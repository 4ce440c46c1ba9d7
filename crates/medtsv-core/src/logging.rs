//! Logging setup: env_logger backend, indicatif bridge, optional log file

use std::fmt::Display;
use std::fs::{File, OpenOptions};
use std::io::{self, Write};
use std::path::Path;

use chrono::{DateTime, Utc};
use indicatif::MultiProgress;

/// ANSI color code and padded label for a log level.
fn level_style(level: log::Level, color: bool) -> (&'static str, &'static str, &'static str) {
    let label = match level {
        log::Level::Error => "ERROR",
        log::Level::Warn => "WARN ",
        log::Level::Info => "INFO ",
        log::Level::Debug => "DEBUG",
        log::Level::Trace => "TRACE",
    };
    if !color {
        return ("", label, "");
    }
    let ansi = match level {
        log::Level::Error => "\x1b[31m",
        log::Level::Warn => "\x1b[33m",
        log::Level::Info => "\x1b[32m",
        log::Level::Debug => "\x1b[36m",
        log::Level::Trace => "\x1b[35m",
    };
    (ansi, label, "\x1b[0m")
}

/// Colored line for the progress area, timestamped like the plain format.
fn tty_line(level: log::Level, now: DateTime<Utc>, msg: &dyn Display) -> String {
    let (pre, label, post) = level_style(level, true);
    format!(
        "[{} {pre}{label}{post}] {msg}",
        now.format("%Y-%m-%dT%H:%M:%S%.3fZ")
    )
}

/// Logger that prints through indicatif MultiProgress to avoid tearing the status line.
pub struct IndicatifLogger {
    inner: env_logger::Logger,
    multi: MultiProgress,
}

impl IndicatifLogger {
    pub fn new(inner: env_logger::Logger, multi: MultiProgress) -> Self {
        Self { inner, multi }
    }
}

impl log::Log for IndicatifLogger {
    fn enabled(&self, metadata: &log::Metadata) -> bool {
        self.inner.enabled(metadata)
    }

    fn log(&self, record: &log::Record) {
        if self.inner.enabled(record.metadata()) {
            let line = tty_line(record.level(), Utc::now(), record.args());
            self.multi.suspend(|| eprintln!("{line}"));
        }
    }

    fn flush(&self) {
        self.inner.flush();
    }
}

/// Appends every log line to a file and echoes it to stderr.
struct TeeWriter {
    file: File,
}

impl Write for TeeWriter {
    fn write(&mut self, buf: &[u8]) -> io::Result<usize> {
        io::stderr().write_all(buf)?;
        self.file.write_all(buf)?;
        Ok(buf.len())
    }

    fn flush(&mut self) -> io::Result<()> {
        io::stderr().flush()?;
        self.file.flush()
    }
}

/// Initialize logging.
///
/// With `multi` (TTY, no log file) lines go through the progress area.
/// Otherwise lines are timestamped plain text on stderr, and additionally
/// appended to `log_file` when one is given.
pub fn init_logging(
    quiet: bool,
    debug: bool,
    multi: Option<&MultiProgress>,
    log_file: Option<&Path>,
) -> io::Result<()> {
    let default_level = if debug {
        "debug"
    } else if quiet {
        "warn"
    } else {
        "info"
    };
    let env = env_logger::Env::default().default_filter_or(default_level);

    if let (Some(multi), None) = (multi, log_file) {
        let logger = env_logger::Builder::from_env(env)
            .format_timestamp_millis()
            .build();
        let max_level = logger.filter();

        log::set_boxed_logger(Box::new(IndicatifLogger::new(logger, multi.clone())))
            .expect("failed to init logger");
        log::set_max_level(max_level);
        return Ok(());
    }

    let mut builder = env_logger::Builder::from_env(env);
    builder.format(|buf, record| {
        let (_, label, _) = level_style(record.level(), false);
        writeln!(buf, "[{} {label}] {}", buf.timestamp_millis(), record.args())
    });
    if let Some(path) = log_file {
        let file = OpenOptions::new().create(true).append(true).open(path)?;
        builder.target(env_logger::Target::Pipe(Box::new(TeeWriter { file })));
    }
    builder.init();
    Ok(())
}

WHAT IS EXPECTED:
When a line among the entries contains "impl", pull that line out.

ANSWER BOX:
impl IndicatifLogger {
impl log::Log for IndicatifLogger {
impl Write for TeeWriter {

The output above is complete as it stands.